Saved entries:
------------------------------------------------------------

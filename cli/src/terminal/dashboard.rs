//! Interactive reporter: attempt lines scroll above a live status line, and
//! `q` (or Ctrl-C) stops the sweep after the current attempt.
//!
//! Keys are polled without blocking once per attempt; no input thread is
//! spawned.

use std::time::Duration;

use colored::*;
use crossterm::event::{self, Event, KeyCode, KeyEvent, KeyEventKind, KeyModifiers};
use crossterm::terminal::{disable_raw_mode, enable_raw_mode};
use glizzy_common::attempt::Attempt;
use glizzy_common::error::FuzzError;
use glizzy_common::gatt::{Handle, ServiceRange};
use glizzy_common::{info, warn};
use glizzy_core::reporter::{Reporter, SweepKind, SweepStats};
use glizzy_core::results::{Summary, SweepStatus};
use indicatif::{ProgressBar, ProgressDrawTarget, ProgressStyle};

use super::headless::HeadlessReporter;
use super::theme::Theme;

const TICK_STRINGS: &[&str] = &[
    "▁▁▁▁▁",
    "▁▂▂▂▁",
    "▁▄▂▄▁",
    "▂▄▆▄▂",
    "▄▆█▆▄",
    "▂▄▆▄▂",
    "▁▄▂▄▁",
    "▁▂▂▂▁",
];

pub struct InteractiveReporter {
    lines: HeadlessReporter,
    bar: ProgressBar,
    raw_mode: bool,
}

impl InteractiveReporter {
    /// `bar` should be the same bar the log writer prints around.
    pub fn new(theme: Theme, bar: ProgressBar) -> Self {
        Self {
            lines: HeadlessReporter::new(theme),
            bar,
            raw_mode: false,
        }
    }

    fn start_status_line(&mut self) {
        let style = ProgressStyle::with_template("{spinner:.blue} {msg}")
            .unwrap_or_else(|_| ProgressStyle::default_spinner())
            .tick_strings(TICK_STRINGS);
        self.bar.set_style(style);
        self.bar.set_draw_target(ProgressDrawTarget::stdout());
        self.bar.enable_steady_tick(Duration::from_millis(100));

        match enable_raw_mode() {
            Ok(()) => {
                self.raw_mode = true;
                info!("{}", "Press 'q' to stop early".italic());
            }
            Err(e) => warn!("Keyboard input unavailable, 'q' will not stop the sweep: {e}"),
        }
    }

    fn stop_status_line(&mut self) {
        self.bar.finish_and_clear();
        if self.raw_mode {
            let _ = disable_raw_mode();
            self.raw_mode = false;
        }
    }
}

impl Reporter for InteractiveReporter {
    fn sweep_started(&mut self, kind: SweepKind, ranges: &[ServiceRange]) {
        self.lines.sweep_started(kind, ranges);
        self.start_status_line();
    }

    fn range_started(&mut self, range: &ServiceRange) {
        self.lines.range_started(range);
    }

    fn write_response(&mut self, handle: Handle, text: &str) {
        self.lines.write_response(handle, text);
    }

    fn attempt_recorded(&mut self, attempt: &Attempt, stats: &SweepStats) {
        self.lines.attempt_recorded(attempt, stats);
        let line = status_line(attempt, stats);
        let line = if attempt.outcome.is_success() {
            line
        } else {
            line.reversed().to_string()
        };
        self.bar.set_message(line);
    }

    fn transport_failed(&mut self, handle: Handle, error: &FuzzError) {
        self.lines.transport_failed(handle, error);
    }

    fn notification(&mut self, handle: Handle, value: &str) {
        self.lines.notification(handle, value);
    }

    fn sweep_finished(&mut self, status: SweepStatus, summary: &Summary, stats: &SweepStats) {
        self.stop_status_line();
        self.lines.sweep_finished(status, summary, stats);
    }

    fn poll_cancel(&mut self) -> bool {
        if !self.raw_mode {
            return false;
        }

        let mut quit = false;
        while let Ok(true) = event::poll(Duration::ZERO) {
            match event::read() {
                Ok(Event::Key(key)) if is_quit_key(&key) => quit = true,
                Ok(_) => {}
                Err(_) => break,
            }
        }
        quit
    }
}

impl Drop for InteractiveReporter {
    fn drop(&mut self) {
        self.stop_status_line();
    }
}

/// `H:<handle> L:<len> S:<ok> F:<not ok> E:<elapsed>s`
pub fn status_line(attempt: &Attempt, stats: &SweepStats) -> String {
    let length = attempt
        .length
        .map(|len| len.to_string())
        .unwrap_or_else(|| "-".to_string());
    format!(
        "H:{} L:{:<3} S:{:<4} F:{:<4} E:{}s",
        attempt.handle,
        length,
        stats.successes,
        stats.unsuccessful(),
        stats.elapsed().as_secs()
    )
}

fn is_quit_key(key: &KeyEvent) -> bool {
    if key.kind != KeyEventKind::Press {
        return false;
    }
    let is_q = matches!(key.code, KeyCode::Char('q') | KeyCode::Char('Q'));
    let is_ctrl_c =
        key.code == KeyCode::Char('c') && key.modifiers.contains(KeyModifiers::CONTROL);
    is_q || is_ctrl_c
}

------------------------------------------------------------

▸ **Goal of the exercise**
Your answer must be the data above, copied exactly from its first line through the line containing "use super::theme::Theme;", and nothing more.

▸ **Finished task**
filename cli/src/terminal/dashboard.rs
//! Interactive reporter: attempt lines scroll above a live status line, and
//! `q` (or Ctrl-C) stops the sweep after the current attempt.
//!
//! Keys are polled without blocking once per attempt; no input thread is
//! spawned.

use std::time::Duration;

use colored::*;
use crossterm::event::{self, Event, KeyCode, KeyEvent, KeyEventKind, KeyModifiers};
use crossterm::terminal::{disable_raw_mode, enable_raw_mode};
use glizzy_common::attempt::Attempt;
use glizzy_common::error::FuzzError;
use glizzy_common::gatt::{Handle, ServiceRange};
use glizzy_common::{info, warn};
use glizzy_core::reporter::{Reporter, SweepKind, SweepStats};
use glizzy_core::results::{Summary, SweepStatus};
use indicatif::{ProgressBar, ProgressDrawTarget, ProgressStyle};

use super::headless::HeadlessReporter;
use super::theme::Theme;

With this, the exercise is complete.